Among the lines of the records, find all that carry the word "this" and copy them.
(DATA)
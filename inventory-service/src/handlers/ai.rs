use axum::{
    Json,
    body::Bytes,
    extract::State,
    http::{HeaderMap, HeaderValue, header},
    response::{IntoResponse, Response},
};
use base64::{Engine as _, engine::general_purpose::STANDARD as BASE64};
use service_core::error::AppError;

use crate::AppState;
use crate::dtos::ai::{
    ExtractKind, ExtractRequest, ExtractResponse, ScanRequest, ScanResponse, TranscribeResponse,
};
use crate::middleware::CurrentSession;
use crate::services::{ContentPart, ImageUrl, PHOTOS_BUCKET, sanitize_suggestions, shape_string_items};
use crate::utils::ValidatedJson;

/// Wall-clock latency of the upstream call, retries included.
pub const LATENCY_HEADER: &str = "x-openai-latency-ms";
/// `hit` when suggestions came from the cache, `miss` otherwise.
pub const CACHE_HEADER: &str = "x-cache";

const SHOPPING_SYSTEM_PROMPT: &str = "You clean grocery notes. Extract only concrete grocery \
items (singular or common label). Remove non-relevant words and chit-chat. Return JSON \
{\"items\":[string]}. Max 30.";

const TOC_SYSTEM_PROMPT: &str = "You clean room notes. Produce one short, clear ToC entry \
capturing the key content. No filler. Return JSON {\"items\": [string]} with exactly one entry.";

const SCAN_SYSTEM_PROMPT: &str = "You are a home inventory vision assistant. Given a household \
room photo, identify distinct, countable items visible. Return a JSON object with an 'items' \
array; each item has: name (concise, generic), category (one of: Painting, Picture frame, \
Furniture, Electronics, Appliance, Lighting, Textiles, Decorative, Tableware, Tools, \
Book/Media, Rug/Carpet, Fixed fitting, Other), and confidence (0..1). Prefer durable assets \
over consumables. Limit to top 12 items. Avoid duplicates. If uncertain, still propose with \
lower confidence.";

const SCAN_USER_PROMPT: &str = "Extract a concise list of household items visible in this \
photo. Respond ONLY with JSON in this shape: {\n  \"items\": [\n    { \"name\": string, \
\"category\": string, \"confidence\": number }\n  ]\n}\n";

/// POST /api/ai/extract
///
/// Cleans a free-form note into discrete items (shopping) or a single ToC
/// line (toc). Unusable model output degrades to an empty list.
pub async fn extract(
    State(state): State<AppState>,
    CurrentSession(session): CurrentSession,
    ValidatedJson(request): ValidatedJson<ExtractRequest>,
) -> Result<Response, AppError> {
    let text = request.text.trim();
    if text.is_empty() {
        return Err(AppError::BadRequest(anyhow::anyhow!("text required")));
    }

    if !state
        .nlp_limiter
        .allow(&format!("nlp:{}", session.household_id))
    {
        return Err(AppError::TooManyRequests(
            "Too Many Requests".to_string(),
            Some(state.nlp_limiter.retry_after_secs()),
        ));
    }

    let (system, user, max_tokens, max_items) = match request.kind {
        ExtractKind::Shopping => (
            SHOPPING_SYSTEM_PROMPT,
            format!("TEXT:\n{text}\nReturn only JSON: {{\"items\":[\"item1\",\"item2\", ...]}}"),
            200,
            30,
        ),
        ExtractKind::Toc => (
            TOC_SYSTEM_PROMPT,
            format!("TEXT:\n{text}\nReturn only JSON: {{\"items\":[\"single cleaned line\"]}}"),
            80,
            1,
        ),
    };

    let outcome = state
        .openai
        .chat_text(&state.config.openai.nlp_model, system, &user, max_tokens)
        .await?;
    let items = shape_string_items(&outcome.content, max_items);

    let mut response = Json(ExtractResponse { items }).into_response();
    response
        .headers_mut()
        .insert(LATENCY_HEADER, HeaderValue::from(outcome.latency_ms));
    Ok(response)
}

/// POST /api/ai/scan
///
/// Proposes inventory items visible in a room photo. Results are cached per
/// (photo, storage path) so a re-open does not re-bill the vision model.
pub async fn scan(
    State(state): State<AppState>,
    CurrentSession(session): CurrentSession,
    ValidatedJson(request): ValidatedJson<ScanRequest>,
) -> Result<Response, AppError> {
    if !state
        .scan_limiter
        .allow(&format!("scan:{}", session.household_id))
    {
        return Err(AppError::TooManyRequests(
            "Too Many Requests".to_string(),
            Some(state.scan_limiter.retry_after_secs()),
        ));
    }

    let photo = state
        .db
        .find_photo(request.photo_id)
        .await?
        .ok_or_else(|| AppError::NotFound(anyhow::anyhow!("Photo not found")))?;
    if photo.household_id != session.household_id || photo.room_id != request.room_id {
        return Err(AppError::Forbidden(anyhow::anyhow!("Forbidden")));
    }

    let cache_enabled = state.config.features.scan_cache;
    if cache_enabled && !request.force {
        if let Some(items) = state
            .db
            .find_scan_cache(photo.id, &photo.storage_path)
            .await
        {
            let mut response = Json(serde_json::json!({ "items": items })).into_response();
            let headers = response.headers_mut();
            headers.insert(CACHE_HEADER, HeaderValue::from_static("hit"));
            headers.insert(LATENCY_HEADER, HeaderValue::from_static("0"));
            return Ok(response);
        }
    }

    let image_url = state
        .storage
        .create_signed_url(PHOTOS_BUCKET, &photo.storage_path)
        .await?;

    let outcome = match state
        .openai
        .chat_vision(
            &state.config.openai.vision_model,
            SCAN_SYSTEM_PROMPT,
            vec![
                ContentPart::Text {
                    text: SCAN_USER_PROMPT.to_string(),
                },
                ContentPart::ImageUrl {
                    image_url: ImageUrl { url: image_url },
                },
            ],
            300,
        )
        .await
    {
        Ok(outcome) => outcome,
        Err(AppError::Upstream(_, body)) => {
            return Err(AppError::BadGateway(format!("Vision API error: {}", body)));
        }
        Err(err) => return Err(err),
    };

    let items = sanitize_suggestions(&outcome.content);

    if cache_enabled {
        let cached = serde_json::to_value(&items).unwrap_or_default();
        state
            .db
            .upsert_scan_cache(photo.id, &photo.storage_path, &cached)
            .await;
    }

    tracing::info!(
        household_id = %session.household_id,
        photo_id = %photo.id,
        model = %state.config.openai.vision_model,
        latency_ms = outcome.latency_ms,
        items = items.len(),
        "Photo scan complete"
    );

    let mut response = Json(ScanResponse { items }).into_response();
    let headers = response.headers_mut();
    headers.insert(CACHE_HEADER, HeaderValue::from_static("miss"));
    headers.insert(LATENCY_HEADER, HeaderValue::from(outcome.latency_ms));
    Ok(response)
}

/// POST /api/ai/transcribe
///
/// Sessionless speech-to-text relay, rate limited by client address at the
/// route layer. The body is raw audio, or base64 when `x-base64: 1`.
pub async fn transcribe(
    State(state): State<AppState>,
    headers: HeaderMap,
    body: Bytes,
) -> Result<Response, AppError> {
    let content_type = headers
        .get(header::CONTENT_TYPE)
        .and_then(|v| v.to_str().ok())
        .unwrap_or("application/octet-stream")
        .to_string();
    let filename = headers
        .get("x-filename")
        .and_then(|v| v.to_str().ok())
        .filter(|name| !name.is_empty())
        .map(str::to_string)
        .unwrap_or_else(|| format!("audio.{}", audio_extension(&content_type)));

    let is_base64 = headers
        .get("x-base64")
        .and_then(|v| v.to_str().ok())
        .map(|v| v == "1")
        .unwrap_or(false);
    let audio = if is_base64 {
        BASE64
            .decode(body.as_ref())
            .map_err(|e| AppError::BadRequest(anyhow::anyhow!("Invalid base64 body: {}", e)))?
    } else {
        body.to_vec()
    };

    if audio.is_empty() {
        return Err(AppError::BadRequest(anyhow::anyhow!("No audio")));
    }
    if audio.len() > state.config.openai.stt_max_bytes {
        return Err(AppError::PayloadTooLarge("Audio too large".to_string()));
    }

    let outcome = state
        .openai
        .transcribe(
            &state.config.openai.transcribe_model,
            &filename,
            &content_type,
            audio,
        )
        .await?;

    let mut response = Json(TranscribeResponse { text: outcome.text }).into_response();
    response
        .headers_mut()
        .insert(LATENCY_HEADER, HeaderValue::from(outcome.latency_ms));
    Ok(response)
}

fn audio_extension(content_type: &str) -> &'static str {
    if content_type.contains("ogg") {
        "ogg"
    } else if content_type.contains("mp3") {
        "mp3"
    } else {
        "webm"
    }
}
(End DATA)
OUTPUT BELOW:
const SCAN_USER_PROMPT: &str = "Extract a concise list of household items visible in this \
photo. Respond ONLY with JSON in this shape: {\n  \"items\": [\n    { \"name\": string, \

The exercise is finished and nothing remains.